* [SOURCE RECORDS]:
*** Block opens ***
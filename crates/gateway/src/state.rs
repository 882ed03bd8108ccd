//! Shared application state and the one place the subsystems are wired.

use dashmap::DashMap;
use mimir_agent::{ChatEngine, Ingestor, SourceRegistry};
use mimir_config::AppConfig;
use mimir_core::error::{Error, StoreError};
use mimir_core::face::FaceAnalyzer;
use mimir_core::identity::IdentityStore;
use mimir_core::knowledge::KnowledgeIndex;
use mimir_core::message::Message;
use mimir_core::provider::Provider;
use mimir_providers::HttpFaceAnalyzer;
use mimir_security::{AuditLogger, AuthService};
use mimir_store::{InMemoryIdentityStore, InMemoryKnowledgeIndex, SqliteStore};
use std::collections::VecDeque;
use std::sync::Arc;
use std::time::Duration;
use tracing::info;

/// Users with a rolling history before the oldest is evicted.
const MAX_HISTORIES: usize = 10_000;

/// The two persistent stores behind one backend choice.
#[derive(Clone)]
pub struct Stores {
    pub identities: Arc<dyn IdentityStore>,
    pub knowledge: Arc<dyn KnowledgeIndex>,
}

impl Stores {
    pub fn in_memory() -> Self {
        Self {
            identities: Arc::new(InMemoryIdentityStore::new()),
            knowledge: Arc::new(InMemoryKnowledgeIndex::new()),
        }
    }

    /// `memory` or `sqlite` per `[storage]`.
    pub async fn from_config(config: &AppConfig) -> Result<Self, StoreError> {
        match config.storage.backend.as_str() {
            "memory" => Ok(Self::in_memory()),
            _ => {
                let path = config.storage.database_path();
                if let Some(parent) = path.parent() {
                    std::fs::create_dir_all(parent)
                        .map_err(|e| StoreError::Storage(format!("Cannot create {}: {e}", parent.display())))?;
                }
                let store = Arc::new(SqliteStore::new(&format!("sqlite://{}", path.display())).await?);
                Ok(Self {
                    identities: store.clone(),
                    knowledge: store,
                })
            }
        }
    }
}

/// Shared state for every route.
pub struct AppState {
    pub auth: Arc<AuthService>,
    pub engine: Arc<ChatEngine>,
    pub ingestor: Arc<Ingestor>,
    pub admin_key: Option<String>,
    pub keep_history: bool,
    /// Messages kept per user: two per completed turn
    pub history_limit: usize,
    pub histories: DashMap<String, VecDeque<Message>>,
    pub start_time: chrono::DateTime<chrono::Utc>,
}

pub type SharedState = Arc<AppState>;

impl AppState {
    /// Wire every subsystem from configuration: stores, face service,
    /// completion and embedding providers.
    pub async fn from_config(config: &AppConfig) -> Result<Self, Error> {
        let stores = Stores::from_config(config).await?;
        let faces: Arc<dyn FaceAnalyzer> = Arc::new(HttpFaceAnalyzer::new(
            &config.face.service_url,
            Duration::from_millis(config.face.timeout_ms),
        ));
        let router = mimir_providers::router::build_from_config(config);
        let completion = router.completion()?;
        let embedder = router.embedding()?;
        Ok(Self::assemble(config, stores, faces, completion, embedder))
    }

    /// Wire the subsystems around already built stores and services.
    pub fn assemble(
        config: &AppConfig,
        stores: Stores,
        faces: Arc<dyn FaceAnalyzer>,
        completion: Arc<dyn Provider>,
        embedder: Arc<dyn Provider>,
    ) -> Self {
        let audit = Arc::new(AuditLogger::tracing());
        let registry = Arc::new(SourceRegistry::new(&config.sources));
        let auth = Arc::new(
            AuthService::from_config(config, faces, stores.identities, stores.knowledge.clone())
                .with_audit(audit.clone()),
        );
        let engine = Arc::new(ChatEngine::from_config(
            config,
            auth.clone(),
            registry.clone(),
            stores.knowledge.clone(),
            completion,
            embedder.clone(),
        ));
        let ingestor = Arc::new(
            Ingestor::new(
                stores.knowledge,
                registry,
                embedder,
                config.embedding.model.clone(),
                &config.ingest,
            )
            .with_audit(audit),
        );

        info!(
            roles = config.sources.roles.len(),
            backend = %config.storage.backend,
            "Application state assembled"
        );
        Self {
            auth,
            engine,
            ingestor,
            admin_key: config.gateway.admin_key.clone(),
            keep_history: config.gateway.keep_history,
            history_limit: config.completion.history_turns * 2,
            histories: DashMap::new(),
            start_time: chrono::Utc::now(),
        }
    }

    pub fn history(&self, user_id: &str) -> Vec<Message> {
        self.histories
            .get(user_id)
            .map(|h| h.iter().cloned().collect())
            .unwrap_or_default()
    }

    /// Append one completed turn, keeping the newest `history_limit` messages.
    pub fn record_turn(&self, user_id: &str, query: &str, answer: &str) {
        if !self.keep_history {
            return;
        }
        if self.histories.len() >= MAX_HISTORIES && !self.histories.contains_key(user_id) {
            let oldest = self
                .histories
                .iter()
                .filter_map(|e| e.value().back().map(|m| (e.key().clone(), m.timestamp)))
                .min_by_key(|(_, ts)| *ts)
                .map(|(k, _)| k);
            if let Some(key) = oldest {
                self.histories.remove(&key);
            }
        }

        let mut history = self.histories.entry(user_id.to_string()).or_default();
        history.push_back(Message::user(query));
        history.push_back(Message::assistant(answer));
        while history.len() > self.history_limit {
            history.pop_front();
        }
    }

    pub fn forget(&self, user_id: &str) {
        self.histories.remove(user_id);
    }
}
*** Block closes ***
* [WORK INSTRUCTIONS]: Count how many lines in the records hold the string "HttpFaceAnalyzer"; reply with the number alone.

* [ANSWER TO THE PROBLEM]: 2